The Transmission Electron Aberration-corrected Microscope (TEAM) Project is a collaborative research project between four US laboratories and two companies. The project's main activity is design and application of a transmission electron microscope (TEM) with a spatial resolution below 0.05 nanometers, which is roughly half the size of an atom of hydrogen.

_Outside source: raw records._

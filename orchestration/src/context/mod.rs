//! Context store — accumulating, session-scoped knowledge.
//!
//! The single source of truth for the running transcript, deck claims,
//! exchange history, per-agent presenter profiles, and candidate slots.
//! Read-optimized for assembling a bounded generation payload per agent.
//!
//! # Modules
//!
//! - [`transcript`] — immutable transcript segments
//! - [`claims`] — deck claims and mention matching
//! - [`profile`] — per-agent presenter profiles
//! - [`budget`] — bounded-compression policy for payload assembly
//! - [`store`] — the store itself
//! - [`ingest`] — STT-boundary adapter deriving slide/claim events

pub mod budget;
pub mod claims;
pub mod ingest;
pub mod profile;
pub mod store;
pub mod transcript;

pub use budget::{ContextBudget, TokenEstimator, WordCountEstimator};
pub use claims::{Claim, ClaimKind, ClaimMatcher, ClaimStrength, Slide, SlideManifest};
pub use ingest::TranscriptIngest;
pub use profile::{PresenterProfile, ReadinessLevel, ResponseObservation, ResponsePattern};
pub use store::{
    AgentContext, AppendOutcome, ContextError, ContextResult, ContextStore, SharedContextStore,
};
pub use transcript::TranscriptSegment;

The project is based at the Lawrence Berkeley National Laboratory in Berkeley, California and involves Argonne National Laboratory, Oak Ridge National Laboratory and Frederick Seitz Materials Research Laboratory at the University of Illinois at Urbana-Champaign, as well as FEI and CEOS companies, and is supported by the U.S. Department of Energy. The project was started in 2004; the operational microscope was built in 2008 and achieved the 0.05 nm resolution target in 2009. The microscope is a shared facility available to external users.

==Scientific background==
It has long been known that the best achievable spatial resolution of an optical microscope, that is the smallest feature it can observe, is of the order of the wavelength of the light λ, which is about 550 nm for green light. One route to improve this resolution is to use particles with smaller λ, such as high-energy electrons. Practical limitations set a convenient electron energy to 100–300 keV that corresponds to λ = 3.7–2.0 pm. The resolution of electron microscopes is limited not by the electron wavelength, but by intrinsic imperfections of electron lenses. These are referred to as spherical and chromatic aberrations because of their similarity to aberrations in optical lenses. Those aberrations are reduced by installing in a microscope a set of specially designed auxiliary "lenses" which are called aberration correctors.

==Hardware==
The TEAM is based on a commercial FEI Titan 80–300 electron microscope, which can be operated at voltages between 80 and 300 keV, both in TEM and scanning transmission electron microscopy (STEM) modes. To minimize the mechanical vibrations, the microscope is located in a separate room within a sound-proof enclosure and is operated remotely. The electron source is a Schottky type field emission gun with a relatively low energy spread of 0.8 eV at 300 keV. In order to reduce chromatic aberrations, this spread is further lowered to 0.13 eV at 300 keV and 0.08 eV at 80 keV using a Wien-filter type monochromator. Both the illumination lens, which is located above the sample and is conventionally called the condenser lens, and the collection lens (called the objective lens) are equipped with fifth-order spherical aberration correctors. The electrons are further energy filtered by a GIF filter and detected by a CCD camera. The filter makes it possible to select electrons scattered by specific chemical elements and so identify individual atoms in the sample being studied.

==Applications==
The TEAM has been tested on various crystalline solids, resolving individual atoms in GaN ([[miller index|[211] orientation]]), germanium ([114]), gold ([111]) and others, and reaching the spatial resolution below 0.05 nm (about 0.045 nm). In the images of graphene—a single sheet of graphite—not only the atoms, but also the chemical bonds could be observed. A movie has been recorded inside the microscope showing hopping of individual carbon atoms around a hole punched in a graphene sheet.